I'm NC with my older sister, C, and keep my younger sister and SIL at arms length. I will do this, I suspect, for the rest of my life. I don't trust them, not one bit.
C behaved appallingly over our Mother's death last year, focusing all her anger directly onto me (I was Mum's carer) and accusing me of everything from mental instability, lying, theft, abuse and god knows what else. I had to involve a solicitor, eventually, to get her to stop the onslaught of abuse. The only truly fortunate thing is that C lives overseas and can therefore be completely out of my life without any problems. I don't expect she'll ever attempt to contact me, but if she does, she'll get told to fuck right off.
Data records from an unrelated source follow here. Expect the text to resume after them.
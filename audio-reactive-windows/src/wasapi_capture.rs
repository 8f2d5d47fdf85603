//! WASAPI capture backend for loopback and input endpoints.
//!
//! Render endpoints are opened with `AUDCLNT_STREAMFLAGS_LOOPBACK` to capture
//! the mix that device is playing; capture endpoints (microphones, line-in)
//! are opened directly. Both run in shared mode on the device mix format.
//!
//! ## Notes
//! - No entitlements or consent prompts for unpackaged desktop apps
//! - DRM-protected audio is silenced in loopback
//! - Packets flagged silent are delivered as zeros

use std::sync::atomic::{AtomicBool, Ordering};
use std::sync::Arc;
use std::thread;
use std::time::Duration;

use log::{error, info};
use parking_lot::Mutex;
use windows::core::PCWSTR;
use windows::Win32::Media::Audio::*;
use windows::Win32::Media::KernelStreaming::{KSDATAFORMAT_SUBTYPE_PCM, WAVE_FORMAT_EXTENSIBLE};
use windows::Win32::Media::Multimedia::{KSDATAFORMAT_SUBTYPE_IEEE_FLOAT, WAVE_FORMAT_IEEE_FLOAT};
use windows::Win32::System::Com::*;
use windows::Win32::System::Threading::*;

use audio_reactive_core::models::audio_models::{EndpointDescriptor, StreamFormat};
use audio_reactive_core::models::error::CaptureError;
use audio_reactive_core::processing::pcm::{self, DownmixedPacket};
use audio_reactive_core::traits::capture_provider::{CaptureBackend, PacketSink};

use crate::com::ComScope;
use crate::device_enumerator::DeviceEnumerator;

/// Sleep when the endpoint has no packet ready.
const IDLE_POLL: Duration = Duration::from_millis(5);
/// Shared-mode buffer duration: 100ms in 100-nanosecond units.
const BUFFER_DURATION: i64 = 1_000_000;

/// WASAPI implementation of [`CaptureBackend`].
///
/// Each `start` spawns a dedicated capture thread that owns every COM object
/// it creates; the struct itself only holds the stop flag and join handle.
pub struct WasapiCapture {
    running: Arc<AtomicBool>,
    capture_handle: Mutex<Option<thread::JoinHandle<()>>>,
}

impl WasapiCapture {
    pub fn new() -> Self {
        Self {
            running: Arc::new(AtomicBool::new(false)),
            capture_handle: Mutex::new(None),
        }
    }
}

impl Default for WasapiCapture {
    fn default() -> Self {
        Self::new()
    }
}

impl CaptureBackend for WasapiCapture {
    fn enumerate(&mut self) -> Result<Vec<EndpointDescriptor>, CaptureError> {
        let _com = ComScope::enter_mta()?;
        let enumerator = DeviceEnumerator::new()?;
        enumerator.list_endpoints()
    }

    fn start(&mut self, endpoint: &EndpointDescriptor, sink: Arc<dyn PacketSink>) -> Result<(), CaptureError> {
        if self.running.load(Ordering::SeqCst) {
            return Err(CaptureError::AlreadyRunning);
        }
        // Reap a thread that ended on its own (device removed, format error).
        self.stop();

        self.running.store(true, Ordering::SeqCst);
        let running = Arc::clone(&self.running);
        let endpoint = endpoint.clone();

        let handle = thread::Builder::new()
            .name("wasapi-capture".into())
            .spawn(move || {
                if let Err(e) = capture_loop(&running, &endpoint, sink.as_ref()) {
                    error!("capture error on '{}': {}", endpoint.name, e);
                }
                running.store(false, Ordering::SeqCst);
            })
            .map_err(|e| {
                self.running.store(false, Ordering::SeqCst);
                CaptureError::ThreadSpawn(e.to_string())
            })?;

        *self.capture_handle.lock() = Some(handle);
        Ok(())
    }

    fn stop(&mut self) {
        self.running.store(false, Ordering::SeqCst);
        if let Some(handle) = self.capture_handle.lock().take() {
            let _ = handle.join();
        }
    }

    fn is_running(&self) -> bool {
        self.running.load(Ordering::SeqCst)
    }
}

impl Drop for WasapiCapture {
    fn drop(&mut self) {
        self.stop();
    }
}

/// Classify the device mix format, looking through `WAVEFORMATEXTENSIBLE`.
///
/// # Safety
/// `format` must point to a valid format block returned by `GetMixFormat`.
unsafe fn stream_format(format: *const WAVEFORMATEX) -> StreamFormat {
    let base = std::ptr::read_unaligned(format);
    let tag = base.wFormatTag as u32;
    let bits = base.wBitsPerSample;

    let (is_float, is_pcm, valid_bits) = if tag == WAVE_FORMAT_EXTENSIBLE && base.cbSize >= 22 {
        let ext = std::ptr::read_unaligned(format as *const WAVEFORMATEXTENSIBLE);
        let sub_format = ext.SubFormat;
        let valid = ext.Samples.wValidBitsPerSample;
        (
            sub_format == KSDATAFORMAT_SUBTYPE_IEEE_FLOAT,
            sub_format == KSDATAFORMAT_SUBTYPE_PCM,
            valid,
        )
    } else {
        (tag == WAVE_FORMAT_IEEE_FLOAT, tag == WAVE_FORMAT_PCM, 0)
    };

    StreamFormat::from_platform(base.nSamplesPerSec, base.nChannels, is_float, is_pcm, bits, valid_bits)
}

/// Main capture loop running on a dedicated thread.
///
/// Sequence:
/// 1. Enter the COM MTA
/// 2. Resolve the endpoint (default or by ID)
/// 3. Activate IAudioClient and read the mix format
/// 4. Initialize in shared mode (LOOPBACK for render endpoints)
/// 5. Get IAudioCaptureClient
/// 6. Register with MMCSS
/// 7. Start, drain packets, sleep briefly when none are ready
fn capture_loop(running: &AtomicBool, endpoint: &EndpointDescriptor, sink: &dyn PacketSink) -> Result<(), CaptureError> {
    let _com = ComScope::enter_mta()?;
    let device = DeviceEnumerator::new()?.device(endpoint)?;

    unsafe {
        let audio_client: IAudioClient = device
            .Activate(CLSCTX_ALL, None)
            .map_err(|e| CaptureError::ConfigurationFailed(format!("Activate failed: {}", e)))?;

        let mix_format_ptr = audio_client
            .GetMixFormat()
            .map_err(|e| CaptureError::ConfigurationFailed(format!("GetMixFormat failed: {}", e)))?;
        let format = stream_format(mix_format_ptr);
        let native_block_align = std::ptr::read_unaligned(mix_format_ptr).nBlockAlign as usize;

        let stream_flags = if endpoint.is_loopback {
            AUDCLNT_STREAMFLAGS_LOOPBACK | AUDCLNT_STREAMFLAGS_NOPERSIST
        } else {
            AUDCLNT_STREAMFLAGS_NOPERSIST
        };

        let initialized = audio_client.Initialize(
            AUDCLNT_SHAREMODE_SHARED,
            stream_flags,
            BUFFER_DURATION,
            0,
            mix_format_ptr,
            None,
        );
        CoTaskMemFree(Some(mix_format_ptr as *const _));
        initialized.map_err(|e| CaptureError::ConfigurationFailed(format!("IAudioClient::Initialize failed: {}", e)))?;

        let capture_client: IAudioCaptureClient = audio_client
            .GetService()
            .map_err(|e| CaptureError::ConfigurationFailed(format!("GetService failed: {}", e)))?;

        // MMCSS registration for real-time priority
        let mut task_index: u32 = 0;
        let task_name: Vec<u16> = "Pro Audio\0".encode_utf16().collect();
        let mmcss_handle = AvSetMmThreadCharacteristicsW(PCWSTR(task_name.as_ptr()), &mut task_index).ok();

        audio_client
            .Start()
            .map_err(|e| CaptureError::Unknown(format!("IAudioClient::Start failed: {}", e)))?;

        info!(
            "capturing '{}' at {} Hz, {} channels",
            endpoint.name, format.sample_rate, format.channels
        );
        sink.on_format(&format);

        // Never read past the native frame, never decode more than a frame's
        // worth of containers.
        let frame_bytes = format.block_align().min(native_block_align.max(1));
        let result = drain_packets(running, &capture_client, &format, frame_bytes, sink);

        let _ = audio_client.Stop();
        if let Some(handle) = mmcss_handle {
            let _ = AvRevertMmThreadCharacteristics(handle);
        }
        result
    }
}

/// Poll the capture client until `running` clears.
///
/// # Safety
/// Must run on the thread that owns `capture_client`.
unsafe fn drain_packets(
    running: &AtomicBool,
    capture_client: &IAudioCaptureClient,
    format: &StreamFormat,
    frame_bytes: usize,
    sink: &dyn PacketSink,
) -> Result<(), CaptureError> {
    while running.load(Ordering::SeqCst) {
        let mut packet_length = capture_client
            .GetNextPacketSize()
            .map_err(|e| CaptureError::Unknown(format!("GetNextPacketSize failed: {}", e)))?;

        if packet_length == 0 {
            thread::sleep(IDLE_POLL);
            continue;
        }

        while packet_length > 0 {
            let mut buffer_ptr: *mut u8 = std::ptr::null_mut();
            let mut num_frames: u32 = 0;
            let mut flags: u32 = 0;

            capture_client
                .GetBuffer(&mut buffer_ptr, &mut num_frames, &mut flags, None, None)
                .map_err(|e| CaptureError::Unknown(format!("GetBuffer failed: {}", e)))?;

            if num_frames > 0 {
                let frames = num_frames as usize;
                let packet = if flags & (AUDCLNT_BUFFERFLAGS_SILENT.0 as u32) != 0 || buffer_ptr.is_null() {
                    DownmixedPacket::silence(frames, format.channels as usize)
                } else {
                    let bytes = std::slice::from_raw_parts(buffer_ptr as *const u8, frames * frame_bytes);
                    pcm::downmix_packet(bytes, format)
                };
                sink.on_packet(&packet.mono, &packet.channel_levels);
            }

            capture_client
                .ReleaseBuffer(num_frames)
                .map_err(|e| CaptureError::Unknown(format!("ReleaseBuffer failed: {}", e)))?;

            packet_length = capture_client
                .GetNextPacketSize()
                .map_err(|e| CaptureError::Unknown(format!("GetNextPacketSize failed: {}", e)))?;
        }
    }
    Ok(())
}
The others....my younger sister and sister in law - well, they just wanted an easy life and so turned their heads away so they wouldn't have to take "sides". I was left exposed to the hostility and hatred, with only my husband and friends giving me any support.
I don't trust them. They said one thing to my face, how sorry they were that C was being so awful to me, then went right back to C and had a jolly lovely "family time all together". Excluding me.
So I've moved on. I focus on my lovely husband, who supported me without making it worse. I concentrate on my amazing, patient and loving friends, who came to the funeral with me and surrounded me with love, strength and a wall of arms wrapped around me, keeping C as far away from me as possible. I suspect even a tank couldn't have got through them.
I survived the suicidal moments. I close my heart to those who hurt me, who tried to damage and destroy me, and I choose to live and love those who showed me, just when I really needed it, how much love they had for me.
They're my TRUE family. The others....that's just genetics.